1907 и 1908 гг. стали наиболее значимыми в актуализации феномена «Башни»: обозначились роли основных участников «башенного» «действа», до конца была проведена попытка создания «церкви Эроса», а также, уже после удара, нанесенного «башенному» проекту смертью Зиновьевой (7 октября 1907 г.), произошло событие, которое Иванов счел своим «посвящением» (январь 1908 г.), что дало ему уверенность почувствовать себя основателем новой религии. В 1907 же году началось интенсивное общение с Ивановым и сестер Герцык. Евгения, впрочем, познакомилась с «башенной» четой еще в начале 1906 г.: на «Башню» ее привел влюбленный «во все герцыковское», – а на тот момент в младшую сестру – книгоиздатель Дмитрий Жуковский. Знакомство Евгении с Ивановым не было случайностью: к «Башне» ее притянул острый интерес к культивируемому там дионисизму. В 1904 г., видимо, по следам чтения журнальных публикаций ивановского исследования «эллинской религии страдающего бога», Евгения записала в дневнике: «Как греки узнали тогда, до всего, о страдающем Дионисе? Откровение? В Христе унижено, оскорблено страдание. Потому нет для мира Бога, что с ним ждут воскресения, искупления. А в Дионисе само страдание – Бог без искупления, без воскресения. Как это могло быть уже тогда? И только один есть путь, и он – туда»[843]. – Несколько сумбурная, эта запись однако весьма информативна в отношении тогдашнего мировоззрения Евгении. Во-первых, Ницше убедил ее, что Бог для мира умер – «нет для мира Бога». Пока (до присоединения к православию в 1911 г.) присутствие Бога в Церкви для нее закрыто – она опытно не знает ни «искупления», ни «воскресения». Христос умерший и воскресший в глазах Евгении фикция, однако, во-вторых, Бог страдающий для нее предмет безусловной веры. А потому на тот момент ее бог – Дионис, олицетворение безысходного страдания как такового. Как ницшеанка и читательница Иванова, Евгения уже в начале 1900-х годов вступила на тот «путь», который и привел ее на «Башню».
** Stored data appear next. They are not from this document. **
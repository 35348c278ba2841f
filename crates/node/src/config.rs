use serde::{Deserialize, Serialize};
use std::net::IpAddr;
use std::path::PathBuf;
use wnode_common::utils::logging::LoggingConfig;
use wnode_common::{Result, WnodeError};

pub const ROPSTEN_NETWORK_ID: u64 = 3;
pub const DEFAULT_MESSAGING_PORT: u16 = 30303;
pub const DEFAULT_HTTP_PORT: u16 = 8545;
pub const DEFAULT_MIN_POW: f64 = 0.001;
pub const DEFAULT_TTL_SECS: u32 = 120;

/// Mail server that every node dials first to fetch expired messages.
pub const DEFAULT_MAIL_NODE: &str = "enode://859bc9f0919a8bffa5a73bb8f55997aa990bf38771dd09b037db37c9efc311fc069ba146511c2b0a98bff14ed29f46982872c64b59da0f0eee0a9edaac17f599@[::]:39544?discport=0";

#[derive(Debug, Clone, Serialize, Deserialize)]
#[serde(default)]
pub struct NodeConfig {
    pub data_dir: PathBuf,
    pub network_id: u64,
    /// Load production settings
    pub production: bool,
    pub listen_address: IpAddr,
    /// Messaging protocol listening port
    pub port: u16,
    /// P2P node key file; generated under `data_dir` when unset
    pub node_key_file: Option<PathBuf>,
    pub boot_nodes: Vec<String>,
    pub http: HttpConfig,
    pub ipc_enabled: bool,
    pub messaging: MessagingConfig,
    pub logging: LoggingConfig,
}

#[derive(Debug, Clone, Serialize, Deserialize)]
#[serde(default)]
pub struct HttpConfig {
    pub enabled: bool,
    pub port: u16,
}

/// Messaging protocol parameters. Passed through to the protocol layer as-is.
#[derive(Debug, Clone, Serialize, Deserialize)]
#[serde(default)]
pub struct MessagingConfig {
    /// Print the effective configuration on startup
    pub echo_mode: bool,
    /// Don't actively connect to peers, wait for incoming connections
    pub bootstrap: bool,
    /// Only forward messages, neither send nor decrypt them
    pub forward: bool,
    /// Deliver expired messages on demand
    pub mail_server: bool,
    /// Node is capable of sending push notifications
    pub notify: bool,
    pub min_pow: f64,
    pub ttl: u32,
    pub identity_file: Option<PathBuf>,
    pub password_file: Option<PathBuf>,
}

impl Default for NodeConfig {
    fn default() -> Self {
        Self {
            data_dir: PathBuf::from("wnode-status-data"),
            network_id: ROPSTEN_NETWORK_ID,
            production: false,
            listen_address: IpAddr::from([0, 0, 0, 0]),
            port: DEFAULT_MESSAGING_PORT,
            node_key_file: None,
            boot_nodes: Vec::new(),
            http: HttpConfig::default(),
            ipc_enabled: false,
            messaging: MessagingConfig::default(),
            logging: LoggingConfig::default(),
        }
    }
}

impl Default for HttpConfig {
    fn default() -> Self {
        Self {
            enabled: false,
            port: DEFAULT_HTTP_PORT,
        }
    }
}

impl Default for MessagingConfig {
    fn default() -> Self {
        Self {
            echo_mode: true,
            bootstrap: true,
            forward: false,
            mail_server: false,
            notify: false,
            min_pow: DEFAULT_MIN_POW,
            ttl: DEFAULT_TTL_SECS,
            identity_file: None,
            password_file: None,
        }
    }
}

impl NodeConfig {
    /// Key file used for the node identity.
    pub fn key_path(&self) -> PathBuf {
        self.node_key_file
            .clone()
            .unwrap_or_else(|| self.data_dir.join("node.key"))
    }

    /// Puts `enode` in front of the configured boot nodes unless already listed.
    pub fn prepend_boot_node(&mut self, enode: &str) {
        if !self.boot_nodes.iter().any(|n| n == enode) {
            self.boot_nodes.insert(0, enode.to_string());
        }
    }

    pub fn validate(&self) -> Result<()> {
        if self.http.enabled && self.http.port == 0 {
            return Err(WnodeError::Config("HTTP port must be set when HTTP is enabled".into()));
        }
        if !self.messaging.min_pow.is_finite() || self.messaging.min_pow <= 0.0 {
            return Err(WnodeError::Config(format!(
                "minimum PoW must be positive, got {}",
                self.messaging.min_pow
            )));
        }
        if self.messaging.ttl == 0 {
            return Err(WnodeError::Config("message TTL must be non-zero".into()));
        }
        Ok(())
    }
}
Быть может, именно в «Воспоминаниях» Е. Герцык дан один из самых точных в мемуаристике портретов «башенных» супругов. Иванов – то ли юноша, то ли старик, и «никогда – зрелый возраст». Юношеские страсти в сочетании с претензиями на учительство, и это при отсутствии подобающей зрелому мужу ответственности: 60-летняя автор «Воспоминаний» указала, вероятно, на самую знаменательную грань личности мистагога. Запомнившийся ей на всю жизнь облик Зиновьевой – также почти ее «икона»: «небрежно разрисованное лицо», «бровь, криво сбегающая над огневыми синими глазами, и сколотый булавками красный хитон». Это трагическая маска, архаичная, грубо сработанная, и при этом поразительно живая; и Зиновьева как раз позиционировала (и, видимо, осознавала) себя в качестве героини античной драмы. Проницательно определила Евгения Казимировна и суть тогдашней ситуации этой страной семьи. Их андрогинный союз достиг своего акмэ – предельного расцвета «творческой полноты», – но «полуденный час недолог»[844]. Действительно, супруги уже были накануне своих экспериментов по «жизнестроительству» и созданию на «Башне» «хоровой общины», которые вызовут – не пройдет и двух лет – серию катастроф. Уже спустя год, в результате деятельности «гафисского кабачка» и попыток реально пережить душевные перипетии мифа об Эдипе [845], Иванов, как пишет Е. Герцык, превращается в «осеннее дерево с ободранной ветром листвой», Зиновьева же оказывается под ножом хирурга[846]. Однако их «зенит», утверждение ими жизни «в духе и красоте», Евгения увековечила, так что в иконографию хозяев «Башни» навсегда вошли черты «большого, героического» – «бетховенского» стиля[847].